**WHAT TO PRODUCE:** Extract each line from the entries below that has the string "bool" in it.

▶

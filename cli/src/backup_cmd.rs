//! `warden backup {create|list|restore|prune}`

use std::io::{BufRead, Write};
use std::path::PathBuf;
use std::sync::Arc;

use clap::{Parser, Subcommand};
use warden_backup::{BackupError, BackupManager, RestoreTarget};
use warden_core::service::CommandServiceManager;
use warden_core::{LockError, LockGuard, LockManager, LockName, Settings};

#[derive(Debug, Parser)]
pub struct BackupCli {
    #[command(subcommand)]
    pub command: BackupSubcommand,
}

#[derive(Debug, Subcommand)]
pub enum BackupSubcommand {
    /// Archive the application state and prune old archives.
    Create(CreateArgs),
    /// List archives, newest first.
    List(ListArgs),
    /// Restore the application state from an archive.
    Restore(RestoreArgs),
    /// Delete regular archives beyond `max_backups`.
    Prune,
}

#[derive(Debug, Parser)]
pub struct CreateArgs {
    /// Include every tier regardless of settings. Runs even when
    /// `backup_enabled = false`.
    #[arg(long = "full")]
    pub full: bool,
}

#[derive(Debug, Parser)]
pub struct ListArgs {
    /// Output as JSON.
    #[arg(long = "json", short = 'j')]
    pub json: bool,
}

#[derive(Debug, Parser)]
pub struct RestoreArgs {
    /// Archive path, or a file name inside the backup directory.
    #[arg(required_unless_present = "latest", conflicts_with = "latest")]
    pub file: Option<PathBuf>,

    /// Restore the newest regular archive.
    #[arg(long = "latest")]
    pub latest: bool,

    /// Skip the confirmation prompt.
    #[arg(long = "yes", short = 'y')]
    pub yes: bool,
}

impl BackupCli {
    pub(crate) async fn run(self, settings: Arc<Settings>) -> anyhow::Result<i32> {
        let service = Arc::new(CommandServiceManager::new(settings.restart_command.clone()));
        let manager = BackupManager::new(settings.clone(), service);

        match self.command {
            BackupSubcommand::List(args) => list(&manager, &args),
            BackupSubcommand::Create(args) => {
                if !settings.backup_enabled && !args.full {
                    println!("backups are disabled (backup_enabled = false); nothing to do");
                    return Ok(0);
                }
                let Some(guard) = acquire(&settings)? else {
                    return Ok(0);
                };
                let created = manager.create(&guard, args.full)?;
                println!(
                    "created {} ({} items, {})",
                    created.path.display(),
                    created.manifest.files.len(),
                    human_size(created.size_bytes)
                );
                for path in &created.pruned {
                    println!("pruned {}", path.display());
                }
                Ok(0)
            }
            BackupSubcommand::Prune => {
                let Some(guard) = acquire(&settings)? else {
                    return Ok(0);
                };
                let pruned = manager.prune(&guard)?;
                for path in &pruned {
                    println!("pruned {}", path.display());
                }
                println!("{} archive(s) removed", pruned.len());
                Ok(0)
            }
            BackupSubcommand::Restore(args) => {
                let Some(guard) = acquire(&settings)? else {
                    return Ok(0);
                };
                let target = match args.file {
                    Some(file) => RestoreTarget::File(file),
                    None => RestoreTarget::Latest,
                };
                let archive = manager.resolve(target)?;
                let confirmed = args.yes || confirm(&archive, &settings)?;
                match manager
                    .restore(&guard, RestoreTarget::File(archive), confirmed)
                    .await
                {
                    Ok(report) => {
                        println!(
                            "restored {} item(s) from {}",
                            report.restored.len(),
                            report.archive.display()
                        );
                        println!("pre-restore snapshot: {}", report.snapshot.display());
                        Ok(0)
                    }
                    Err(BackupError::NotConfirmed) => {
                        eprintln!("restore not confirmed; nothing changed");
                        Ok(1)
                    }
                    Err(e) => Err(e.into()),
                }
            }
        }
    }
}

/// `None` when another backup run holds the lock.
fn acquire(settings: &Settings) -> anyhow::Result<Option<LockGuard>> {
    let locks = LockManager::new(settings.lock_dir(), settings.lock_staleness());
    match locks.try_acquire(LockName::Backup) {
        Ok(guard) => Ok(Some(guard)),
        Err(LockError::Busy { holder, .. }) => {
            println!("another backup operation is running ({holder}); skipped");
            Ok(None)
        }
        Err(e) => Err(e.into()),
    }
}

/// Ask on stderr, read one line from stdin. Only `yes` confirms.
fn confirm(archive: &std::path::Path, settings: &Settings) -> anyhow::Result<bool> {
    eprint!(
        "Restore {} into {}? Current state is snapshotted first. Type 'yes' to continue: ",
        archive.display(),
        settings.app_home.display()
    );
    std::io::stderr().flush()?;
    let mut answer = String::new();
    std::io::stdin().lock().read_line(&mut answer)?;
    Ok(answer.trim() == "yes")
}

fn list(manager: &BackupManager, args: &ListArgs) -> anyhow::Result<i32> {
    let entries = manager.list()?;
    if args.json {
        crate::print_json(&entries)?;
        return Ok(0);
    }
    if entries.is_empty() {
        println!("no backups in {}", manager.backup_dir().display());
        return Ok(0);
    }
    for entry in &entries {
        let kind = entry.kind.label();
        let version = entry
            .manifest
            .as_ref()
            .and_then(|m| m.app_version.as_deref())
            .unwrap_or("-");
        println!(
            "{}  {:<11}  {:>9}  {:<10}  {}",
            entry.timestamp.format("%Y-%m-%d %H:%M:%S"),
            kind,
            human_size(entry.size_bytes),
            version,
            entry.file_name
        );
    }
    Ok(0)
}

fn human_size(bytes: u64) -> String {
    const UNITS: [&str; 4] = ["B", "KiB", "MiB", "GiB"];
    let mut size = bytes as f64;
    let mut unit = 0;
    while size >= 1024.0 && unit < UNITS.len() - 1 {
        size /= 1024.0;
        unit += 1;
    }
    if unit == 0 {
        format!("{bytes} B")
    } else {
        format!("{size:.1} {}", UNITS[unit])
    }
}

◀

**OUTPUT OF THE TASK:**
    pub full: bool,
    pub json: bool,
    pub latest: bool,
    pub yes: bool,
fn confirm(archive: &std::path::Path, settings: &Settings) -> anyhow::Result<bool> {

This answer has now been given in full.